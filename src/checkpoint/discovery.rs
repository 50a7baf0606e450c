//! Metadata discovery: one query each for tables, relationships and, when
//! enabled and supported, temporal tables. Engines whose reseed statement
//! depends on the database contents get one more query when reseeding is on.

use std::collections::HashSet;
use std::time::Duration;

use crate::config::ResetConfig;
use crate::db::{Connection, DbError, DbResult, Row};
use crate::dialect::DbAdapter;
use crate::error::{DiscoveryQuery, ResetError, ResetResult};
use crate::schema::{Relationship, Table, TemporalTable};

use super::timed;

/// A snapshot of the schema, taken once per [`Checkpoint`](super::Checkpoint).
#[derive(Debug, Clone, Default)]
pub struct Metadata {
    pub tables: Vec<Table>,
    pub relationships: Vec<Relationship>,
    pub temporal_tables: Vec<TemporalTable>,
    /// Whether the engine can run its reseed statement against this
    /// database. Only checked when reseeding is enabled.
    pub reseed_available: bool,
}

pub(crate) async fn discover(
    conn: &mut dyn Connection,
    adapter: &dyn DbAdapter,
    config: &ResetConfig,
) -> ResetResult<Metadata> {
    let filter = config.filter();
    let timeout = config.command_timeout();

    let rows = run_query(conn, DiscoveryQuery::Tables, &adapter.tables_query(&filter), timeout).await?;
    let tables = parse(DiscoveryQuery::Tables, &rows, |row| {
        Ok(Table::new(row.get_opt(0), row.get(1)?))
    })?;

    let mut temporal_tables = Vec::new();
    if config.check_temporal_tables {
        match adapter.versioning() {
            Some(versioning) if versioning.supported_by(conn.server_version().as_deref()) => {
                let sql = versioning.temporal_tables_query(&filter);
                let rows = run_query(conn, DiscoveryQuery::TemporalTables, &sql, timeout).await?;
                temporal_tables = parse(DiscoveryQuery::TemporalTables, &rows, |row| {
                    Ok(TemporalTable::new(row.get_opt(0), row.get(1)?, row.get(2)?))
                })?;
            }
            _ => {
                tracing::debug!(
                    dialect = adapter.name(),
                    server_version = ?conn.server_version(),
                    "temporal tables not supported, skipping"
                );
            }
        }
    }

    let sql = adapter.relationships_query(&filter);
    let rows = run_query(conn, DiscoveryQuery::Relationships, &sql, timeout).await?;
    let relationships = parse(DiscoveryQuery::Relationships, &rows, |row| {
        Ok(Relationship::new(
            Table::new(row.get_opt(0), row.get(1)?),
            Table::new(row.get_opt(2), row.get(3)?),
            row.get_opt(4),
        ))
    })?;

    let mut reseed_available = true;
    if config.with_reseed {
        if let Some(sql) = adapter.reseed_check_query() {
            let rows = run_query(conn, DiscoveryQuery::ReseedCheck, &sql, timeout).await?;
            reseed_available = !rows.is_empty();
            if !reseed_available {
                tracing::debug!(dialect = adapter.name(), "nothing to reseed, skipping");
            }
        }
    }

    tracing::info!(
        tables = tables.len(),
        relationships = relationships.len(),
        temporal_tables = temporal_tables.len(),
        "schema discovered"
    );

    Ok(Metadata {
        tables,
        relationships,
        temporal_tables,
        reseed_available,
    })
}

async fn run_query(
    conn: &mut dyn Connection,
    query: DiscoveryQuery,
    sql: &str,
    timeout: Option<Duration>,
) -> ResetResult<Vec<Row>> {
    let result = timed(timeout, conn.query(sql)).await;
    if let Err(DbError::Timeout(_)) = result {
        conn.cancel();
    }
    result.map_err(|source| ResetError::Discovery { query, source })
}

/// Map rows to records, dropping duplicates but keeping first-seen order.
fn parse<T, F>(query: DiscoveryQuery, rows: &[Row], f: F) -> ResetResult<Vec<T>>
where
    T: Clone + Eq + std::hash::Hash,
    F: Fn(&Row) -> DbResult<T>,
{
    let mut seen = HashSet::with_capacity(rows.len());
    let mut out = Vec::with_capacity(rows.len());
    for row in rows {
        let record = f(row).map_err(|source| ResetError::Discovery { query, source })?;
        if seen.insert(record.clone()) {
            out.push(record);
        }
    }
    Ok(out)
}

#[cfg(test)]
mod tests {
    use super::*;

    #[test]
    fn parse_keeps_first_occurrence() {
        let rows = vec![
            Row::new(vec![Some("dbo".into()), Some("B".into())]),
            Row::new(vec![Some("dbo".into()), Some("A".into())]),
            Row::new(vec![Some("dbo".into()), Some("B".into())]),
        ];
        let tables = parse(DiscoveryQuery::Tables, &rows, |row| {
            Ok(Table::new(row.get_opt(0), row.get(1)?))
        })
        .unwrap();
        assert_eq!(
            tables,
            vec![Table::new(Some("dbo"), "B"), Table::new(Some("dbo"), "A")]
        );
    }

    #[test]
    fn parse_reports_missing_column_as_discovery_failure() {
        let rows = vec![Row::new(vec![Some("dbo".into())])];
        let err = parse(DiscoveryQuery::Tables, &rows, |row| {
            Ok(Table::new(row.get_opt(0), row.get(1)?))
        })
        .unwrap_err();
        assert!(matches!(
            err,
            ResetError::Discovery {
                query: DiscoveryQuery::Tables,
                source: DbError::MissingColumn { column: 1 }
            }
        ));
    }
}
============
Assigned task.
Select all lines in the listing that include the word "into".

Answer box.
            Row::new(vec![Some("dbo".into()), Some("B".into())]),
            Row::new(vec![Some("dbo".into()), Some("A".into())]),
            Row::new(vec![Some("dbo".into()), Some("B".into())]),
        let rows = vec![Row::new(vec![Some("dbo".into())])];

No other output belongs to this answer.